3 ways to solve OpenClaw Gemini image recognition failures: common errors in OpenAI compatibility mode and native format configuration guide

When using OpenAI-compatible mode in OpenClaw to invoke Gemini models for image recognition, you'll often run into errors. This is a common pain point for developers configuring multimodal AI agents. This article dives deep into the root cause of the "Invalid JSON payload" error and provides three verified solutions to help you quickly fix OpenClaw Gemini image recognition failures.

Core Value: After reading this, you'll understand the key differences between OpenAI-compatible mode and the native Gemini API, master the correct configuration, and permanently resolve image recognition failures.
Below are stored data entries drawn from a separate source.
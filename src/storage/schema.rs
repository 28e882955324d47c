//! Database schema definitions
//!
//! This module contains all SQL schema definitions for the Sumi-Compass database.

/// SQL schema for the database
pub const SCHEMA_SQL: &str = r#"
-- Learned action-sequence patterns, one row per (domain, signature)
CREATE TABLE IF NOT EXISTS patterns (
    domain TEXT NOT NULL,
    signature TEXT NOT NULL,
    confidence REAL NOT NULL DEFAULT 0,
    sample_size INTEGER NOT NULL DEFAULT 0,
    success_count INTEGER NOT NULL DEFAULT 0,
    failure_count INTEGER NOT NULL DEFAULT 0,
    avg_value REAL NOT NULL DEFAULT 0,
    shared INTEGER NOT NULL DEFAULT 0,
    source_domain TEXT,
    created_at TEXT NOT NULL,
    updated_at TEXT NOT NULL,
    PRIMARY KEY (domain, signature)
);

CREATE INDEX IF NOT EXISTS idx_patterns_domain ON patterns(domain);

-- Per-domain planning characteristics used for similarity search
CREATE TABLE IF NOT EXISTS domain_descriptors (
    domain TEXT PRIMARY KEY,
    avg_lookahead REAL NOT NULL,
    branching_factor REAL NOT NULL,
    plan_count INTEGER NOT NULL DEFAULT 0,
    updated_at TEXT NOT NULL
);

-- Historical crawl records read by the domain profiler
CREATE TABLE IF NOT EXISTS crawl_records (
    id INTEGER PRIMARY KEY AUTOINCREMENT,
    domain TEXT NOT NULL,
    url TEXT NOT NULL,
    hub_type TEXT,
    link_count INTEGER NOT NULL DEFAULT 0,
    crawled_at TEXT NOT NULL,
    UNIQUE(domain, url)
);

CREATE INDEX IF NOT EXISTS idx_crawl_records_domain ON crawl_records(domain);

-- Expected vs. actual action durations for cost calibration
CREATE TABLE IF NOT EXISTS cost_observations (
    id INTEGER PRIMARY KEY AUTOINCREMENT,
    action_type TEXT NOT NULL,
    expected_ms REAL,
    actual_ms REAL NOT NULL,
    observed_at TEXT NOT NULL
);

CREATE INDEX IF NOT EXISTS idx_cost_observations_type ON cost_observations(action_type);
"#;

/// Initializes the database schema
///
/// # Arguments
///
/// * `conn` - The database connection
///
/// # Returns
///
/// * `Ok(())` - Schema initialized successfully
/// * `Err(rusqlite::Error)` - Failed to initialize schema
pub fn initialize_schema(conn: &rusqlite::Connection) -> Result<(), rusqlite::Error> {
    conn.execute_batch(SCHEMA_SQL)?;
    conn.pragma_update(None, "user_version", get_schema_version())?;
    Ok(())
}

/// Gets the current schema version
pub fn get_schema_version() -> u32 {
    1
}
//! Sumi-Compass: adaptive crawl planning
//!
//! This crate decides which crawl actions to take next for a domain under a
//! finite request budget, executes those plans through an external fetch
//! collaborator, and learns which action sequences pay off so that later
//! plans (and similar domains) start from experience.

pub mod config;
pub mod execution;
pub mod learning;
pub mod model;
pub mod planner;
pub mod profiler;
pub mod scoring;
pub mod storage;
pub mod telemetry;

use thiserror::Error;

/// Main error type for Sumi-Compass operations
#[derive(Debug, Error)]
pub enum CompassError {
    #[error("Configuration error: {0}")]
    Config(#[from] ConfigError),

    #[error("Storage error: {0}")]
    Storage(#[from] storage::StorageError),
}

/// Configuration-specific errors
#[derive(Debug, Error)]
pub enum ConfigError {
    #[error("Failed to read config file: {0}")]
    Io(#[from] std::io::Error),

    #[error("Failed to parse TOML: {0}")]
    Parse(#[from] toml::de::Error),

    #[error("Validation error: {0}")]
    Validation(String),
}

/// Result type alias for Sumi-Compass operations
pub type Result<T> = std::result::Result<T, CompassError>;

/// Result type alias for configuration operations
pub type ConfigResult<T> = std::result::Result<T, ConfigError>;

// Re-export commonly used types
pub use config::Config;
pub use execution::{ExecutionController, ExecutionPhase, ExecutionSummary, PlanExecution};
pub use model::{Action, ActionType, Candidate, CrawlState, Goal, Plan, PlanContext, PlanStep};
pub use planner::HierarchicalPlanner;
pub use profiler::{Complexity, DomainProfile, DomainProfiler};
pub use scoring::{CostBucket, CostEstimate, CostEstimator, PriorityScorer};
pub use storage::{HistoryStore, PatternStore, SqliteStore};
Error Symptoms of OpenClaw Gemini Image Recognition Failures

After configuring a Gemini model in OpenClaw, you'll often see the following typical error in the backend logs when attempting image recognition:

Invalid JSON payload received. Unknown name "patternProperties"
at 'tools[0].function_declarations[3].parameters.properties[4].value':
Cannot find field.

Invalid JSON payload received. Unknown name "const"
at 'tools[0].function_declarations[37].parameters.properties[0].value':
Cannot find field.

Key Characteristics of the OpenClaw Gemini Image Recognition Error

Characteristic	Specific Symptom	Diagnostic Significance
Error Location	`tools[0].function_declarations`	The issue lies in the tool-calling JSON Schema
Error Fields	`patternProperties`, `const`	JSON Schema keywords not supported by Gemini
Trigger Condition	Using OpenAI-compatible mode (`openai-completions`)	Incomplete format conversion
Frequency	High frequency, occasionally succeeds on retry	Schema validation is sometimes bypassed
Scope	Affects both image recognition and tool calling	Not an issue with the image itself

Quick Diagnosis of OpenClaw Gemini Image Recognition Failures

A common misconception is that Gemini's image recognition capabilities are flawed. In reality, testing the API directly using Gemini's official visual understanding demo works perfectly. The problem lies in the format incompatibility when OpenClaw forwards requests via OpenAI-compatible mode.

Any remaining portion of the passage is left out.